Chain rule – examples

Required math: derivatives, trig functions, chain rule, product rule

Required physics: none

Here are a few examples of using the chain rule for derivatives. The general form of the chain rule is:

\displaystyle   \frac{df(g(x))}{dx} \displaystyle  = \displaystyle  \frac{df}{dg}\frac{dg}{dx}

Example 1. The chain rule applies when we need the derivative of a ‘function of a function’, as in {f(u)} where {u=g(x)}, so for the first example, we will make it explicit which is the first function and which is the second.

First (outer) function: {f(u)=6u-9}. Second (inner) function: {u=g(x)=\frac{1}{2}x^{4}}.

First take the derivative of the outer function with respect to its variable {u}:

\displaystyle   \frac{df(u)}{du} \displaystyle  = \displaystyle  \frac{d}{du}(6u-9)
\displaystyle  \displaystyle  = \displaystyle  6

Now take the derivative of the inner function with respect to {x}:

\displaystyle   \frac{dg(x)}{dx} \displaystyle  = \displaystyle  \frac{d}{dx}\left(\frac{1}{2}x^{4}\right)
\displaystyle  \displaystyle  = \displaystyle  \frac{1}{2}\times4x^{3}
\displaystyle  \displaystyle  = \displaystyle  2x^{3}

Finally, multiply the two together:

\displaystyle   \frac{df(g(x))}{dx} \displaystyle  = \displaystyle  \frac{df}{dg}\frac{dg}{dx}
\displaystyle  \displaystyle  = \displaystyle  (6)(2x^{3})
\displaystyle  \displaystyle  = \displaystyle  12x^{3}

This example could have been done by substituting {u=g(x)} before doing the derivative and in that case the chain rule isn’t needed.

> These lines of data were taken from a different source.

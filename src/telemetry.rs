//! Process-wide structured logging
//!
//! Training progress (class finished, resume points, failures) is emitted
//! through `tracing`. The subscriber writes to stderr so command output on
//! stdout stays machine-readable.

use std::io::IsTerminal;
use std::sync::OnceLock;

use tracing_subscriber::{layer::SubscriberExt, util::SubscriberInitExt, EnvFilter, Registry};

static INITIALISED: OnceLock<()> = OnceLock::new();

/// Install the global subscriber
///
/// `RUST_LOG` takes precedence over `default_directive` when set.
pub fn init_tracing(default_directive: &str) -> Result<(), InitError> {
    INITIALISED
        .set(())
        .map_err(|_| InitError::AlreadyInitialised)?;

    let filter =
        EnvFilter::try_from_default_env().unwrap_or_else(|_| EnvFilter::new(default_directive));
    let fmt_layer = tracing_subscriber::fmt::layer()
        .with_writer(std::io::stderr)
        .with_target(false)
        .with_ansi(std::io::stderr().is_terminal());

    Registry::default()
        .with(filter)
        .with(fmt_layer)
        .try_init()
        .map_err(|e| InitError::Subscriber(e.to_string()))
}

/// Errors emitted when configuring the tracing subscriber
#[derive(Debug, thiserror::Error)]
pub enum InitError {
    #[error("tracing has already been initialised")]
    AlreadyInitialised,
    #[error("failed to install tracing subscriber: {0}")]
    Subscriber(String),
}
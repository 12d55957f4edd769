//! Crate-wide error type
//!
//! Errors carry enough context to act on them without reading the source
//! (which config key, which class, which outer iteration).

use thiserror::Error;

/// Result alias used throughout the crate
pub type Result<T> = std::result::Result<T, Error>;

/// Errors raised while configuring or running a primal-dual training run
#[derive(Error, Debug)]
pub enum Error {
    /// Missing, malformed or out-of-range configuration
    #[error("Configuration error: {0}")]
    ConfigError(String),

    /// Model name not present in the model registry
    #[error("Unknown model '{name}'\n  → Registered models: {available}")]
    UnknownModel { name: String, available: String },

    /// Feature vector length does not match the model input dimension
    #[error("Shape mismatch in {context}: expected {expected} features, got {actual}\n  → Check the dataset feature count against the model input dimension")]
    ShapeMismatch {
        context: String,
        expected: usize,
        actual: usize,
    },

    /// A loss value or optimization variable became NaN or infinite
    #[error("Numeric divergence: {quantity} = {value} during {phase} (outer {outer}, step {step})\n  → Lower the learning rates or the dual step sizes")]
    NumericDivergence {
        quantity: String,
        value: f32,
        phase: &'static str,
        outer: usize,
        step: usize,
    },

    /// Training split with no samples
    #[error("Empty dataset for class {0}: at least one training sample is required")]
    EmptyDataset(usize),

    /// Class index outside the dataset's label range
    #[error("Class index {class} out of range (dataset has {n_classes} classes)")]
    ClassOutOfRange { class: usize, n_classes: usize },

    /// Checkpoint could not be read or written
    #[error("Checkpoint error: {0}")]
    Checkpoint(String),

    /// Serialization/deserialization failure
    #[error("Serialization error: {0}")]
    Serialization(String),

    /// Metric logging failure
    #[error("Stats logging error: {0}")]
    Stats(#[from] crate::tracking::StatsError),

    /// Optimizer parameter group misuse
    #[error("Optimizer error: {0}")]
    Optim(#[from] crate::optim::OptimError),

    /// Filesystem failure
    #[error("IO error: {0}")]
    Io(#[from] std::io::Error),
}

impl Error {
    /// Whether this error aborts the whole program rather than a single class run
    ///
    /// Configuration problems are shared by every class, so retrying the next
    /// class would fail the same way.
    pub fn is_fatal(&self) -> bool {
        matches!(
            self,
            Error::ConfigError(_) | Error::UnknownModel { .. } | Error::ShapeMismatch { .. }
        )
    }
}

#[cfg(test)]
mod tests {
    use super::*;

    #[test]
    fn test_unknown_model_lists_available() {
        let err = Error::UnknownModel {
            name: "Resnet".into(),
            available: "LinearTwoHead, MlpTwoHead".into(),
        };
        let msg = err.to_string();
        assert!(msg.contains("Resnet"));
        assert!(msg.contains("LinearTwoHead"));
    }

    #[test]
    fn test_divergence_message_has_location() {
        let err = Error::NumericDivergence {
            quantity: "mu".into(),
            value: f32::NAN,
            phase: "dual",
            outer: 3,
            step: 60,
        };
        let msg = err.to_string();
        assert!(msg.contains("mu"));
        assert!(msg.contains("outer 3"));
        assert!(msg.contains("dual"));
    }

    #[test]
    fn test_fatal_classification() {
        assert!(Error::ConfigError("x".into()).is_fatal());
        assert!(Error::ShapeMismatch {
            context: "forward".into(),
            expected: 2,
            actual: 3
        }
        .is_fatal());
        assert!(!Error::EmptyDataset(0).is_fatal());
        assert!(!Error::Checkpoint("bad".into()).is_fatal());
    }
}
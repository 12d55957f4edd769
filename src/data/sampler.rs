//! Restartable infinite sampler over dataset indices

/// Yields `0, 1, ..., len - 1` forever, wrapping transparently
///
/// An empty range yields nothing.
#[derive(Debug, Clone, PartialEq, Eq)]
pub struct CyclicSampler {
    len: usize,
    cursor: usize,
    passes: u64,
}

impl CyclicSampler {
    pub fn new(len: usize) -> Self {
        Self {
            len,
            cursor: 0,
            passes: 0,
        }
    }

    /// Go back to index 0
    pub fn restart(&mut self) {
        self.cursor = 0;
    }

    /// Continue from `position`, wrapped into the range
    pub fn seek(&mut self, position: usize) {
        if self.len > 0 {
            self.cursor = position % self.len;
        }
    }

    /// Index the next call to `next` returns
    pub fn position(&self) -> usize {
        self.cursor
    }

    /// Number of completed passes over the range
    pub fn passes(&self) -> u64 {
        self.passes
    }

    pub fn len(&self) -> usize {
        self.len
    }

    pub fn is_empty(&self) -> bool {
        self.len == 0
    }
}

impl Iterator for CyclicSampler {
    type Item = usize;

    fn next(&mut self) -> Option<usize> {
        if self.len == 0 {
            return None;
        }
        let index = self.cursor;
        self.cursor += 1;
        if self.cursor == self.len {
            self.cursor = 0;
            self.passes += 1;
        }
        Some(index)
    }
}
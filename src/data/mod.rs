//! Datasets, sampling and synthetic data
//!
//! - [`BinaryDataset`]: one class's train or test split
//! - [`MultiLabelDataset`]: multi-label rows reduced one-vs-rest per class
//! - [`CyclicSampler`]: infinite index stream over a split
//! - [`synthetic::generate`]: seeded multi-label generator

mod dataset;
mod sampler;
pub mod synthetic;

pub use dataset::{BinaryDataset, DatasetProvider, MultiLabelDataset, Sample, SplitMultiLabel};
pub use sampler::CyclicSampler;
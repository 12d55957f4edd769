//! Fully connected layer over a single feature vector

use crate::autograd::{add, matmul};
use crate::Tensor;
use rand::Rng;

/// `y = W x + b` with `W` stored row-major as `out_dim x in_dim`
pub struct Dense {
    pub weight: Tensor,
    pub bias: Tensor,
    in_dim: usize,
    out_dim: usize,
}

impl Dense {
    /// Uniform initialisation in `[-1/sqrt(in_dim), 1/sqrt(in_dim))`
    pub fn new<R: Rng>(in_dim: usize, out_dim: usize, rng: &mut R) -> Self {
        let bound = 1.0 / (in_dim.max(1) as f32).sqrt();
        let mut sample = |n: usize| -> Vec<f32> {
            (0..n).map(|_| rng.random_range(-bound..bound)).collect()
        };
        let weight = Tensor::from_vec(sample(out_dim * in_dim), true);
        let bias = Tensor::from_vec(sample(out_dim), true);
        Self {
            weight,
            bias,
            in_dim,
            out_dim,
        }
    }

    pub fn in_dim(&self) -> usize {
        self.in_dim
    }

    pub fn out_dim(&self) -> usize {
        self.out_dim
    }

    pub fn forward(&self, x: &Tensor) -> Tensor {
        let wx = matmul(&self.weight, x, self.out_dim, self.in_dim, 1);
        add(&wx, &self.bias)
    }

    pub(crate) fn named_parameters<'a>(&'a self, prefix: &str) -> Vec<(String, &'a Tensor)> {
        vec![
            (format!("{prefix}.weight"), &self.weight),
            (format!("{prefix}.bias"), &self.bias),
        ]
    }

    pub(crate) fn named_parameters_mut<'a>(
        &'a mut self,
        prefix: &str,
    ) -> Vec<(String, &'a mut Tensor)> {
        vec![
            (format!("{prefix}.weight"), &mut self.weight),
            (format!("{prefix}.bias"), &mut self.bias),
        ]
    }
}
//! CLI command implementations

mod info;
mod train;
mod validate;


use crate::cli::LogLevel;
use crate::config::{Cli, Command};
use crate::telemetry;

/// Execute a CLI command based on the parsed arguments
pub fn run_command(cli: Cli) -> Result<(), String> {
    let log_level = LogLevel::from_flags(cli.quiet, cli.verbose);

    if let Err(e) = telemetry::init_tracing(log_level.tracing_directive()) {
        eprintln!("Warning: {e}");
    }

    match cli.command {
        Command::Train(args) => train::run_train(args, log_level),
        Command::Validate(args) => validate::run_validate(args, log_level),
        Command::Info(args) => info::run_info(args, log_level),
    }
}
//! Loss functions for training
//!
//! - [`CrossEntropyLoss`] - classification term of the primal objective

mod cross_entropy;
mod traits;

pub use cross_entropy::{one_hot, CrossEntropyLoss};
pub use traits::LossFn;
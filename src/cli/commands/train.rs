//! Train command implementation

use crate::cli::logging::log;
use crate::cli::LogLevel;
use crate::config::{apply_overrides, load_config, validate_config, TrainArgs};
use crate::primal_dual::{train_from_spec, ClassOutcome, DriverReport};

pub fn run_train(args: TrainArgs, level: LogLevel) -> Result<(), String> {
    log(
        level,
        LogLevel::Normal,
        &format!("Primal-dual training from {}", args.config.display()),
    );

    let mut spec = load_config(&args.config).map_err(|e| format!("Config error: {e}"))?;
    apply_overrides(&mut spec, &args);
    validate_config(&spec).map_err(|e| format!("Config error: {e}"))?;

    if args.dry_run {
        log(level, LogLevel::Normal, "Dry run - config validated successfully");
        log(
            level,
            LogLevel::Verbose,
            &format!("  Model: {}", spec.model),
        );
        log(
            level,
            LogLevel::Verbose,
            &format!(
                "  Outer iterations: {} x {} inner steps",
                spec.n_outer, spec.n_inner
            ),
        );
        log(
            level,
            LogLevel::Verbose,
            &format!("  Classes: {}", spec.dataset.n_classes),
        );
        return Ok(());
    }

    let report = train_from_spec(&spec).map_err(|e| format!("Training error: {e}"))?;
    print_report(&report, level);

    if report.failed() > 0 {
        return Err(format!(
            "{} of {} classes failed",
            report.failed(),
            report.results.len()
        ));
    }

    log(level, LogLevel::Normal, "Training complete!");
    Ok(())
}

/// One line per class, plus per-outer detail at verbose level
pub fn format_report(report: &DriverReport, level: LogLevel) -> Vec<String> {
    let mut lines = Vec::new();
    for result in &report.results {
        match &result.outcome {
            ClassOutcome::Completed {
                start_outer,
                summaries,
                evaluation,
            } => {
                let f1 = evaluation.map_or_else(|| "n/a".to_string(), |e| format!("{:.4}", e.f1));
                lines.push(format!(
                    "  class {:>3}: outer {}..{} test F1 {f1}",
                    result.class,
                    start_outer,
                    start_outer + summaries.len()
                ));
                if level == LogLevel::Verbose {
                    for s in summaries {
                        lines.push(format!(
                            "    outer {:>4}: loss {:.5} t1 {:.5} t2 {:.5} mu {:.5} eps {:.5} w {:.5}",
                            s.outer, s.mean_loss, s.mean_t1, s.mean_t2, s.mu, s.eps, s.w
                        ));
                    }
                }
            }
            ClassOutcome::Failed { error } => {
                lines.push(format!("  class {:>3}: failed: {error}", result.class));
            }
        }
    }
    if let Some(f1) = report.macro_f1() {
        lines.push(format!("Macro F1: {f1:.4}"));
    }
    lines
}

fn print_report(report: &DriverReport, level: LogLevel) {
    for line in format_report(report, level) {
        log(level, LogLevel::Normal, &line);
    }
}
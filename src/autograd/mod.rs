//! Tape-based autograd engine
//!
//! Provides reverse-mode automatic differentiation over one-dimensional
//! tensors. Every differentiable operation attaches a [`BackwardOp`] to its
//! output; [`backward`] walks the graph in reverse topological order.
//!
//! ```
//! use entrenar_f1::autograd::{backward, mul, sum, Tensor};
//!
//! let w = Tensor::from_vec(vec![2.0, 3.0], true);
//! let x = Tensor::from_vec(vec![1.0, 4.0], false);
//! let mut y = sum(&mul(&w, &x));
//! backward(&mut y, None);
//!
//! assert_eq!(y.item(), 14.0);
//! assert_eq!(w.grad().unwrap().to_vec(), vec![1.0, 4.0]);
//! ```

mod backward;
mod context;
mod ops;
mod tensor;

#[cfg(test)]
mod tests;

pub use backward::{backward, BackwardOp};
pub use context::{is_grad_enabled, no_grad};
pub(crate) use context::tracks_grad;
pub use ops::*;
pub use tensor::Tensor;
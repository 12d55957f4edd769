//! Matrix multiplication over row-major flattened tensors

use crate::autograd::context::tracks_grad;
use crate::autograd::{BackwardOp, Tensor};
use ndarray::Array1;
use std::cell::RefCell;
use std::rc::Rc;

/// Transpose a row-major matrix (rows x cols) to (cols x rows)
pub fn transpose(data: &Array1<f32>, rows: usize, cols: usize) -> Array1<f32> {
    let mut transposed = Array1::zeros(rows * cols);
    for r in 0..rows {
        for c in 0..cols {
            transposed[c * rows + r] = data[r * cols + c];
        }
    }
    transposed
}

/// C = A @ B on flattened row-major storage
pub fn matmul_compute(
    a: &Array1<f32>,
    b: &Array1<f32>,
    m: usize,
    k: usize,
    n: usize,
) -> Array1<f32> {
    let mut c = Array1::zeros(m * n);
    for i in 0..m {
        for p in 0..k {
            let a_ip = a[i * k + p];
            if a_ip == 0.0 {
                continue;
            }
            for j in 0..n {
                c[i * n + j] += a_ip * b[p * n + j];
            }
        }
    }
    c
}

/// Matrix multiplication
///
/// Computes C = A @ B where:
/// - A is m×k (flattened to length m*k)
/// - B is k×n (flattened to length k*n)
/// - C is m×n (flattened to length m*n)
///
/// # Panics
///
/// Panics if the tensor lengths disagree with the given dimensions.
pub fn matmul(a: &Tensor, b: &Tensor, m: usize, k: usize, n: usize) -> Tensor {
    assert_eq!(a.len(), m * k, "Matrix A size mismatch");
    assert_eq!(b.len(), k * n, "Matrix B size mismatch");

    let result_data = matmul_compute(a.data(), b.data(), m, k, n);
    let requires_grad = tracks_grad(&[a, b]);
    let mut result = Tensor::new(result_data, requires_grad);

    if requires_grad {
        let backward_op = Rc::new(MatmulBackward {
            a: a.clone(),
            b: b.clone(),
            m,
            k,
            n,
            result_grad: result.grad_cell(),
        });
        result.set_backward_op(backward_op);
    }

    result
}

struct MatmulBackward {
    a: Tensor,
    b: Tensor,
    m: usize,
    k: usize,
    n: usize,
    result_grad: Rc<RefCell<Option<Array1<f32>>>>,
}

impl BackwardOp for MatmulBackward {
    fn backward(&self) {
        if let Some(grad_c) = self.result_grad.borrow().as_ref() {
            if self.a.requires_grad() {
                // grad_A = grad_C @ B^T: (m, n) @ (n, k) = (m, k)
                let b_t = transpose(self.b.data(), self.k, self.n);
                let grad_a = matmul_compute(grad_c, &b_t, self.m, self.n, self.k);
                self.a.accumulate_grad(grad_a);
            }

            if self.b.requires_grad() {
                // grad_B = A^T @ grad_C: (k, m) @ (m, n) = (k, n)
                let a_t = transpose(self.a.data(), self.m, self.k);
                let grad_b = matmul_compute(&a_t, grad_c, self.k, self.m, self.n);
                self.b.accumulate_grad(grad_b);
            }
        }
    }

    fn inputs(&self) -> Vec<&Tensor> {
        vec![&self.a, &self.b]
    }
}
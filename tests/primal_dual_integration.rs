//! Integration tests for the primal-dual scheduler and the per-class driver

use entrenar_f1::checkpoint::{CheckpointStore, InMemoryCheckpointStore, JsonCheckpointStore, NullCheckpointStore};
use entrenar_f1::config::{parse_config, PrimalDualSpec};
use entrenar_f1::data::{BinaryDataset, DatasetProvider, MultiLabelDataset, Sample, SplitMultiLabel};
use entrenar_f1::models::{parameter_snapshot, ConstrainedModel, ModelConfig};
use entrenar_f1::primal_dual::{
    ClassOutcome, ClassRunContext, ContextSettings, DualRates, PerClassDriver, PrimalRates,
    Schedule, Scheduler,
};
use entrenar_f1::tracking::storage::{InMemoryBackend, JsonFileBackend, StatsBackend};
use entrenar_f1::tracking::{RecordingLogger, RunStatus};
use entrenar_f1::{Error, Result};
use ndarray::Array1;

/// Two linearly separable clusters of 10 points each
fn separable(n: usize) -> BinaryDataset {
    BinaryDataset::new(
        (0..n)
            .map(|i| {
                let offset = 0.05 * (i / 2) as f32;
                if i % 2 == 0 {
                    Sample::new(vec![1.0 + offset, 0.8 - offset], 1)
                } else {
                    Sample::new(vec![-1.0 - offset, -0.6 + offset], 0)
                }
            })
            .collect(),
    )
}

fn spec_yaml(n_outer: usize, n_inner: usize) -> String {
    format!(
        r#"
n_outer: {n_outer}
n_inner: {n_inner}
learning rate: 0.05
eta_tau: 0.01
eta_eps: 0.01
eta_w: 0.01
eta_lamb: 0.0001
eta_gamma: 0.0001
eta_mu: 0.0001
beta: 0.1
stats folder: stats
model: LinearTwoHead
seed: 17
"#
    )
}

fn spec(n_outer: usize, n_inner: usize) -> PrimalDualSpec {
    parse_config(&spec_yaml(n_outer, n_inner)).unwrap()
}

/// Multi-label data whose classes all share one label column
fn identical_classes(n_classes: usize) -> SplitMultiLabel {
    let rows = separable(12);
    let features: Vec<Array1<f32>> = rows.iter().map(|s| s.features.clone()).collect();
    let labels: Vec<Vec<u8>> = rows.iter().map(|s| vec![s.label; n_classes]).collect();
    let data = MultiLabelDataset::new(features, labels, n_classes).unwrap();
    let (train, test) = data.split_at(8);
    SplitMultiLabel { train, test }
}

#[test]
fn test_loss_moving_average_decreases_on_separable_data() {
    let train = separable(20);
    let settings = ContextSettings {
        model: "LinearTwoHead".into(),
        model_config: ModelConfig {
            input_dim: 2,
            hidden_units: 1,
        },
        rates: PrimalRates {
            model: 0.05,
            tau: 0.01,
            eps: 0.01,
            w: 0.01,
        },
        seed: 17,
    };
    let schedule = Schedule {
        n_outer: 50,
        n_inner: 20,
        beta: 0.1,
        dual_rates: DualRates {
            lambda: 0.0001,
            gamma: 0.0001,
            mu: 0.0001,
        },
    };

    let (ctx, start) = ClassRunContext::initialize(0, &settings, train, &NullCheckpointStore).unwrap();
    let mut logger = RecordingLogger::new();
    let mut store = NullCheckpointStore;
    let summaries = Scheduler::new(ctx, start, schedule, &mut logger, &mut store)
        .run()
        .unwrap();
    assert_eq!(summaries.len(), 50);

    let losses: Vec<f32> = summaries.iter().map(|s| s.mean_loss).collect();
    let moving: Vec<f32> = losses
        .windows(10)
        .map(|w| w.iter().sum::<f32>() / 10.0)
        .collect();
    for k in 5..moving.len() - 1 {
        assert!(
            moving[k + 1] <= moving[k],
            "moving average rose at outer {}: {} -> {}",
            k + 1,
            moving[k],
            moving[k + 1]
        );
    }
    assert!(losses[49] < losses[0]);
    assert!(summaries.iter().all(|s| s.eps >= 0.0));
    // 1000 steps over 20 samples
    assert_eq!(logger.epochs("loss").len(), 50);
}

#[test]
fn test_identical_classes_train_identical_models() {
    let data = identical_classes(2);
    let spec = spec(3, 5);
    let mut stats = InMemoryBackend::new();
    let mut checkpoints = NullCheckpointStore;

    let report = PerClassDriver::new(&spec, &data, &mut stats, &mut checkpoints)
        .run()
        .unwrap();

    assert_eq!(report.completed(), 2);
    let bits = |model: &dyn ConstrainedModel| {
        parameter_snapshot(model)
            .into_iter()
            .map(|(name, values)| (name, values.iter().map(|v| v.to_bits()).collect::<Vec<_>>()))
            .collect::<Vec<_>>()
    };
    assert_eq!(bits(report.models[&0].as_ref()), bits(report.models[&1].as_ref()));
    assert_eq!(report.results[0].outcome, report.results[1].outcome);
}

#[test]
fn test_driver_logs_per_class_stats() {
    let dir = tempfile::tempdir().unwrap();
    let data = identical_classes(3);
    let spec = spec(2, 8);
    let mut stats = JsonFileBackend::new(dir.path());
    let mut checkpoints = NullCheckpointStore;

    let report = PerClassDriver::new(&spec, &data, &mut stats, &mut checkpoints)
        .run()
        .unwrap();
    assert_eq!(report.completed(), 3);
    assert!(report.macro_f1().is_some());

    let runs = stats.list_runs().unwrap();
    assert_eq!(runs.len(), 3);
    for run in runs {
        assert_eq!(run.status, RunStatus::Completed);
        // 16 steps over 8 samples
        assert_eq!(
            run.series("loss").iter().map(|&(e, _)| e).collect::<Vec<_>>(),
            vec![1, 2]
        );
        assert_eq!(run.series("t1loss").len(), 2);
        assert_eq!(run.series("t2loss").len(), 2);
        assert!(run.latest("test_f1").is_some());
        assert_eq!(run.params.get("model").map(String::as_str), Some("LinearTwoHead"));
    }
}

/// Provider whose class 1 has no training samples
struct OneEmptyClass(SplitMultiLabel);

impl DatasetProvider for OneEmptyClass {
    fn n_classes(&self) -> usize {
        self.0.n_classes()
    }

    fn n_features(&self) -> usize {
        self.0.n_features()
    }

    fn train(&self, class: usize) -> Result<BinaryDataset> {
        if class == 1 {
            Ok(BinaryDataset::default())
        } else {
            self.0.train(class)
        }
    }

    fn test(&self, class: usize) -> Result<BinaryDataset> {
        self.0.test(class)
    }
}

#[test]
fn test_driver_continues_after_class_failure() {
    let data = OneEmptyClass(identical_classes(3));
    let spec = spec(1, 4);
    let mut stats = InMemoryBackend::new();
    let mut checkpoints = NullCheckpointStore;

    let report = PerClassDriver::new(&spec, &data, &mut stats, &mut checkpoints)
        .run()
        .unwrap();

    assert_eq!(report.completed(), 2);
    assert_eq!(report.failed(), 1);
    assert!(matches!(report.results[1].outcome, ClassOutcome::Failed { .. }));
    assert!(!report.models.contains_key(&1));
    assert_eq!(stats.load_run(1).unwrap().status, RunStatus::Failed);
}

#[test]
fn test_driver_aborts_on_configuration_error() {
    let data = identical_classes(2);
    let mut spec = spec(1, 4);
    spec.model = "DeepLabV3".into();
    let mut stats = InMemoryBackend::new();
    let mut checkpoints = NullCheckpointStore;

    let err = PerClassDriver::new(&spec, &data, &mut stats, &mut checkpoints)
        .run()
        .err()
        .unwrap();
    assert!(matches!(err, Error::UnknownModel { .. }));
}

#[test]
fn test_resumed_run_matches_uninterrupted_run() {
    let data = identical_classes(1);
    // n_inner equals the split size, so every outer iteration starts at index 0
    let mut stats = InMemoryBackend::new();

    let mut uninterrupted = NullCheckpointStore;
    let full = PerClassDriver::new(&spec(5, 8), &data, &mut stats, &mut uninterrupted)
        .run()
        .unwrap();

    let mut store = InMemoryCheckpointStore::new();
    PerClassDriver::new(&spec(3, 8), &data, &mut stats, &mut store)
        .run()
        .unwrap();
    assert_eq!(store.load(0).unwrap().map(|c| c.last_outer), Some(2));

    let resumed = PerClassDriver::new(&spec(5, 8), &data, &mut stats, &mut store)
        .run()
        .unwrap();

    match &resumed.results[0].outcome {
        ClassOutcome::Completed {
            start_outer,
            summaries,
            ..
        } => {
            assert_eq!(*start_outer, 3);
            assert_eq!(summaries.iter().map(|s| s.outer).collect::<Vec<_>>(), vec![3, 4]);
        }
        other => panic!("unexpected {other:?}"),
    }
    assert_eq!(
        parameter_snapshot(resumed.models[&0].as_ref()),
        parameter_snapshot(full.models[&0].as_ref())
    );
}

#[test]
fn test_json_checkpoints_survive_between_drivers() {
    let dir = tempfile::tempdir().unwrap();
    let data = identical_classes(2);
    let mut stats = InMemoryBackend::new();

    let mut store = JsonCheckpointStore::new(dir.path());
    PerClassDriver::new(&spec(2, 4), &data, &mut stats, &mut store)
        .run()
        .unwrap();
    assert!(store.path(0).is_file());
    assert!(store.path(1).is_file());

    let mut reopened = JsonCheckpointStore::new(dir.path());
    let report = PerClassDriver::new(&spec(4, 4), &data, &mut stats, &mut reopened)
        .run()
        .unwrap();
    for result in &report.results {
        match &result.outcome {
            ClassOutcome::Completed { start_outer, .. } => assert_eq!(*start_outer, 2),
            other => panic!("unexpected {other:?}"),
        }
    }
}

#[test]
fn test_resume_continues_stats_history_mid_epoch() {
    let data = identical_classes(1);
    // 5 steps per outer over 8 samples: the checkpoint lands mid-epoch
    let full_dir = tempfile::tempdir().unwrap();
    let mut full_stats = JsonFileBackend::new(full_dir.path());
    let full = PerClassDriver::new(&spec(5, 5), &data, &mut full_stats, &mut NullCheckpointStore)
        .run()
        .unwrap();

    let dir = tempfile::tempdir().unwrap();
    let mut stats = JsonFileBackend::new(dir.path());
    let mut store = InMemoryCheckpointStore::new();
    PerClassDriver::new(&spec(3, 5), &data, &mut stats, &mut store)
        .run()
        .unwrap();
    let epochs = |run: &entrenar_f1::tracking::ClassRun| {
        run.series("loss").iter().map(|&(e, _)| e).collect::<Vec<_>>()
    };
    assert_eq!(epochs(&stats.load_run(0).unwrap()), vec![1]);
    let saved = store.load(0).unwrap().unwrap();
    assert_eq!(saved.progress.global_step, 15);
    assert_eq!(saved.progress.pending_steps, 7);

    let resumed = PerClassDriver::new(&spec(5, 5), &data, &mut stats, &mut store)
        .run()
        .unwrap();

    let resumed_run = stats.load_run(0).unwrap();
    let full_run = full_stats.load_run(0).unwrap();
    assert_eq!(epochs(&resumed_run), vec![1, 2, 3]);
    for key in ["loss", "t1loss", "t2loss"] {
        assert_eq!(resumed_run.series(key), full_run.series(key), "{key}");
    }
    assert_eq!(resumed_run.status, RunStatus::Completed);
    assert_eq!(
        parameter_snapshot(resumed.models[&0].as_ref()),
        parameter_snapshot(full.models[&0].as_ref())
    );
}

That is we could have said

\displaystyle   f(u) \displaystyle  = \displaystyle  f(g(x))
\displaystyle  \displaystyle  = \displaystyle  6g(x)-9
\displaystyle  \displaystyle  = \displaystyle  6\left(\frac{1}{2}x^{4}\right)-9
\displaystyle  \displaystyle  = \displaystyle  3x^{4}-9

We could then have taken the derivative directly to get {f'(x)=12x^{3}}. The next example will illustrate a case where the chain rule must be used.

Example 2. First function: {f(u)=\sin u}; Second function: {u=g(x)=3x+1} (so, effectively, {f(g(x))=\sin(3x+1)}).

First, the outer derivative:

\displaystyle   \frac{df(u)}{du} \displaystyle  = \displaystyle  \frac{d}{du}\sin u
\displaystyle  \displaystyle  = \displaystyle  \cos u

Then, the inner derivative:

\displaystyle   \frac{dg(x)}{dx} \displaystyle  = \displaystyle  \frac{d}{dx}(3x+1)
\displaystyle  \displaystyle  = \displaystyle  3

Then, the combination

\displaystyle   \frac{df(g(x))}{dx} \displaystyle  = \displaystyle  \frac{df}{dg}\frac{dg}{dx}
\displaystyle  \displaystyle  = \displaystyle  (\cos u)(3)
\displaystyle  \displaystyle  = \displaystyle  3\cos(3x+1)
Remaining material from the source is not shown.